Genau das bietet das neue Klavierfestival-Projekt mit Workshops rund um Maurice Sendaks traumschönes Bilderbuch „Wo die wilden Kerle wohnen“ (die WAZ berichtete). Los ging’s schon im März mit einem gemeinsamen Konzertbesuch der „Regenbogen“-Kinder bei den Bochumer Symponikern. Und doch betont Richard McNicol, der virtuose Musikvermittler: „Die Musik ist hier nur das Mittel für ein soziales Projekt.“ Wie scheinbar selbstverständlich die Kleinen mit dem gemeinsamen Singen und Spielen auch Rücksichtnahme und Zuhören lernen – das macht die gemeinsame Seefahrt ins Land der „Wilden Kerle“ schon überzeugend deutlich.

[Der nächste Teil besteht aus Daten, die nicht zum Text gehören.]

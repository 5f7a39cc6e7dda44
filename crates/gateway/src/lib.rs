//! Gateway: the event relay every interface and producer connects to.
//!
//! Lifecycle:
//! 1. Load config, resolve the shared token
//! 2. Build the connection registry and the event router (with the chat
//!    backend selected by `gateway.downstream`)
//! 3. Bind the listener and serve `/health` plus the WebSocket upgrade
//! 4. One handler task per connection: auth gate, read loop, writer task
//!
//! The registry is the only shared mutable state; every delivery works on a
//! snapshot of it so a slow peer never stalls registry updates.

pub mod auth;
pub mod broadcast;
pub mod connection;
pub mod registry;
pub mod router;
pub mod server;
pub mod sim;
pub mod state;
pub mod ws;

pub use {
    connection::{ConnId, Connection, DeliveryError, Frame},
    registry::{ConnectionRegistry, Removal},
    router::{EventRouter, Route},
    server::{build_gateway_app, serve, start_gateway},
    state::GatewayState,
};
use {
    secrecy::{ExposeSecret, Secret},
    subtle::ConstantTimeEq,
};

// ── Types ────────────────────────────────────────────────────────────────────

/// Resolved gateway auth configuration. No token means auth is disabled.
#[derive(Debug, Clone, Default)]
pub struct ResolvedAuth {
    pub token: Option<Secret<String>>,
}

impl ResolvedAuth {
    pub fn is_enabled(&self) -> bool {
        self.token.is_some()
    }
}

/// Result of an authentication attempt.
#[derive(Debug, Clone)]
pub struct AuthResult {
    pub ok: bool,
    pub reason: Option<&'static str>,
}

impl AuthResult {
    fn allow() -> Self {
        Self {
            ok: true,
            reason: None,
        }
    }

    fn deny(reason: &'static str) -> Self {
        Self {
            ok: false,
            reason: Some(reason),
        }
    }
}

// ── Auth logic ───────────────────────────────────────────────────────────────

/// Resolve auth from the configured token; blank tokens disable auth.
pub fn resolve_auth(token: Option<String>) -> ResolvedAuth {
    ResolvedAuth {
        token: token.filter(|t| !t.is_empty()).map(Secret::new),
    }
}

/// Check the token a peer presented in its connect request.
pub fn authorize_connect(auth: &ResolvedAuth, provided_token: Option<&str>) -> AuthResult {
    let Some(expected) = auth.token.as_ref() else {
        return AuthResult::allow();
    };
    let Some(given) = provided_token else {
        return AuthResult::deny("token_missing");
    };
    if bool::from(given.as_bytes().ct_eq(expected.expose_secret().as_bytes())) {
        AuthResult::allow()
    } else {
        AuthResult::deny("token_mismatch")
    }
}
mod openrouter;

pub use openrouter::OpenRouterProvider;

Gerade weil es in dieser Geschichte auch wild zugehen darf: Zu Sendaks Zottelmonstern brüllt und faucht der Chor der Fünf- und Sechsjährigen gar fürchterlich. Und noch beim Verlassen des Musikzimmers, Hand in Hand, singen sie mit Elan den „So ein Mist“-Refrain.

„Garten“ statt Klavier-„Schule“

Aus 30 teilnehmenden Kindern wurden über 300 – und aus der „Little Piano School“ wurden „Klaviergärten“. Dr. Tobias Bleek überblickt den behutsamen Wandel in den Kindergärten des evangelischen Kirchenkreises.

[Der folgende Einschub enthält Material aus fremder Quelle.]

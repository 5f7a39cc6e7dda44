/// Replace `${VAR}` and `${VAR:-default}` placeholders with environment values.
///
/// Unresolvable variables without a default are left as-is.
pub fn substitute_env(input: &str) -> String {
    substitute_with(input, |name| std::env::var(name).ok())
}

/// Placeholder substitution against an arbitrary lookup.
pub fn substitute_with(input: &str, lookup: impl Fn(&str) -> Option<String>) -> String {
    let mut out = String::with_capacity(input.len());
    let mut rest = input;

    while let Some(start) = rest.find("${") {
        out.push_str(&rest[..start]);
        let after = &rest[start + 2..];
        let Some(end) = after.find('}') else {
            // Unterminated, emit the remainder literally.
            out.push_str(&rest[start..]);
            return out;
        };
        let body = &after[..end];
        let (name, default) = match body.split_once(":-") {
            Some((name, default)) => (name, Some(default)),
            None => (body, None),
        };
        match (name.is_empty(), lookup(name), default) {
            (false, Some(value), _) => out.push_str(&value),
            (false, None, Some(default)) => out.push_str(default),
            _ => {
                out.push_str("${");
                out.push_str(body);
                out.push('}');
            },
        }
        rest = &after[end + 1..];
    }

    out.push_str(rest);
    out
}
//! Wire protocol shared by the gateway, its producers and its interfaces.
//!
//! Every message on a nexus connection is one JSON-encoded [`Event`]:
//!
//! ```text
//! { "id": string, "ts": number, "type": string, "source": string,
//!   "targets": [string...], "topic": string, "payload": any, "meta": {string: any} }
//! ```

pub mod codec;
pub mod event;
pub mod payload;
pub mod style;

pub use {
    codec::{DecodeError, EncodeError, decode, decode_slice, encode},
    event::{Event, EventBuilder, Meta},
    payload::{HomeCommand, Payload, TextPayload, TickPayload},
    style::stylize,
};

pub const PROTOCOL_VERSION: u32 = 1;

/// Default interval between `grid.tick` events.
pub const TICK_INTERVAL_MS: u64 = 1000;

/// Default gateway listen port.
pub const DEFAULT_PORT: u16 = 7000;

/// Query parameter carrying the shared secret on connect.
pub const TOKEN_PARAM: &str = "token";

pub mod close_codes {
    /// RFC 6455 policy violation; sent when the connect token is rejected.
    pub const POLICY_VIOLATION: u16 = 1008;
}

pub mod event_types {
    pub const INTERFACE_INPUT: &str = "interface.input";
    pub const INTERFACE_OUTPUT: &str = "interface.output";
    pub const GRID_TICK: &str = "grid.tick";
}

pub mod topics {
    pub const CHAT_INPUT: &str = "chat.input";
    pub const CHAT_OUTPUT: &str = "chat.output";
    pub const HOME_COMMAND: &str = "home.command";
    pub const NOTIFICATION: &str = "notification";
    pub const TICK: &str = "tick";

    /// Prefix shared by every control topic (`control.session.end`, ...).
    pub const CONTROL_PREFIX: &str = "control.";
    pub const CONTROL_SESSION_END: &str = "control.session.end";

    pub fn is_control(topic: &str) -> bool {
        topic.starts_with(CONTROL_PREFIX)
    }
}

pub mod meta_keys {
    pub const SESSION_ID: &str = "session_id";
    pub const CORR_ID: &str = "corr_id";
}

Der 37-Jährige leitet das „Education“-Programm des Klavierfestivals Ruhr. Und dessen Intendant Prof. Franz-Xaver Ohnesorg war’s, den 2006 ein Besuch im venezianischen Udine so nachhaltig entzückte: Er hatte in Kim Monika Wright eine Musikpädagogin kennen gelernt, die – endlich – die Kleinsten nicht mit Orff’schen Instrumenten, sondern am Klavier musizieren ließ.

Die Amerikanerin gibt nach wie vor an der Folkwang-Hochschule Workshops für die künftigen Klavier-Pädagoginnen in den Kindergärten des Kirchenkreises. „Wir beginnen jetzt mit der Ausbildung der vierten Lehrer-Generation“, sagt Tobias Bleek. 15 junge Frauen sind noch aus den ersten, jeweils dreijährigen Ausbildungsgängen dabei. Bei der „Little Piano School“?

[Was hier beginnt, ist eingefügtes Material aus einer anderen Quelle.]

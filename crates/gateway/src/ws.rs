use std::{net::SocketAddr, sync::Arc};

use {
    axum::extract::ws::{CloseFrame, Message, WebSocket},
    futures::{SinkExt, StreamExt},
    tracing::{debug, info, trace, warn},
};

use nexus_protocol::{close_codes, decode_slice};

use crate::{
    auth::authorize_connect,
    connection::{ConnId, Connection, ConnectionState, Frame},
    state::GatewayState,
};

/// Drive one accepted WebSocket from auth gate to close.
///
/// The socket is split: this task reads and routes, a spawned writer drains
/// the connection's outbound queue. Whichever side finishes first ends the
/// connection, and the registry entry is always removed on the way out.
pub async fn handle_connection(
    socket: WebSocket,
    state: Arc<GatewayState>,
    remote_addr: SocketAddr,
    token: Option<String>,
) {
    let conn_id = state.next_conn_id();
    let mut phase = ConnectionState::Connecting;
    let (mut ws_tx, mut ws_rx) = socket.split();

    let auth = authorize_connect(&state.auth, token.as_deref());
    if !auth.ok {
        warn!(
            %conn_id,
            %remote_addr,
            reason = auth.reason.unwrap_or_default(),
            "rejecting connection"
        );
        let close = Message::Close(Some(CloseFrame {
            code: close_codes::POLICY_VIOLATION,
            reason: "Unauthorized".to_string().into(),
        }));
        if let Err(e) = ws_tx.send(close).await {
            debug!(%conn_id, error = %e, "failed to send close frame");
        }
        advance(conn_id, &mut phase, ConnectionState::Closed);
        return;
    }
    advance(conn_id, &mut phase, ConnectionState::Authenticated);

    let (conn, mut outbound) = Connection::new(
        conn_id,
        Some(remote_addr),
        state.outbound_buffer,
        state.write_timeout,
    );
    state.registry.add(Arc::new(conn)).await;
    advance(conn_id, &mut phase, ConnectionState::Open);
    info!(%conn_id, %remote_addr, "connection open");

    let write_timeout = state.write_timeout;
    let mut writer = tokio::spawn(async move {
        while let Some(frame) = outbound.recv().await {
            let msg = match frame {
                Frame::Text(text) => Message::Text(text.to_string().into()),
                Frame::Binary(bytes) => Message::Binary(bytes.to_vec().into()),
            };
            match tokio::time::timeout(write_timeout, ws_tx.send(msg)).await {
                Ok(Ok(())) => {},
                Ok(Err(e)) => {
                    debug!(%conn_id, error = %e, "socket write failed");
                    break;
                },
                Err(_) => {
                    warn!(%conn_id, ?write_timeout, "socket write timed out, dropping peer");
                    break;
                },
            }
        }
        if let Err(e) = ws_tx.close().await {
            debug!(%conn_id, error = %e, "failed to close socket");
        }
    });

    loop {
        tokio::select! {
            msg = ws_rx.next() => {
                let Some(Ok(msg)) = msg else {
                    break;
                };
                match msg {
                    Message::Text(text) => dispatch(&state, conn_id, Frame::from(text.as_str())).await,
                    Message::Binary(bytes) => dispatch(&state, conn_id, Frame::from(&bytes[..])).await,
                    Message::Close(_) => break,
                    Message::Ping(_) | Message::Pong(_) => {},
                }
            }
            _ = &mut writer => break,
        }
    }

    state.router.disconnect(conn_id).await;
    writer.abort();
    advance(conn_id, &mut phase, ConnectionState::Closed);
    info!(%conn_id, "connection closed");
}

async fn dispatch(state: &GatewayState, conn_id: ConnId, raw: Frame) {
    let event = match decode_slice(raw.as_bytes()) {
        Ok(event) => event,
        Err(e) => {
            debug!(%conn_id, error = %e, "ignoring undecodable frame");
            return;
        },
    };
    let outcome = state.router.route(conn_id, raw, &event).await;
    if outcome.report.failed > 0 {
        debug!(
            %conn_id,
            route = ?outcome.route,
            failed = outcome.report.failed,
            "some deliveries failed"
        );
    }
}

fn advance(conn_id: ConnId, phase: &mut ConnectionState, next: ConnectionState) {
    trace!(%conn_id, from = ?*phase, to = ?next, "connection state");
    *phase = next;
}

Nein, sie unterrichten jetzt im „Klaviergarten“. Tobias Bleek erklärt: „Es ist einfach nicht das Gleiche. Wir übernehmen die Wright-Methode nicht mehr Eins zu Eins. Hier ist alles noch spielerischer.“

So behutsam, wie die Folkwang-Pädagogen Wrights „Fingerfarben der Musik“ für die Kleinsten weiter entwickelten, so wollen sie auch die „Klaviergärten“ ausbauen. Nach dem heimischen Kirchenkreis kamen erst im Vorjahr auch zwei evangelische Kindergärten in Bochum dazu. „Und es gibt Pläne für Essen“, sagt Tobias Bleek betont vorsichtig.

Gründe sind zum einen die nach wie vor kleine Zahl der (ausnahmslos) Pianistinnen, die sich in diese Methode musikalischer Früherziehung eingestimmt haben. Zum anderen sind’s die Finanzen: Kein Kind soll abgewiesen werden, weil seine Eltern den Beitrag nicht aufbringen. „Dafür haben wir den Sozialfonds“, betont Tobias Bleek, gespeist vom Klavierfestival, dem Kirchenkreis und dem Verein der Freunde und Förderer des Festivals.

Auch dies lehrt die Erfahrung: Selbst wer sein Kind nicht gleich angemeldet hat, der ist ein halbes Jahr später dabei. Die Kleinen wollen im Musikzimmer dabei sein.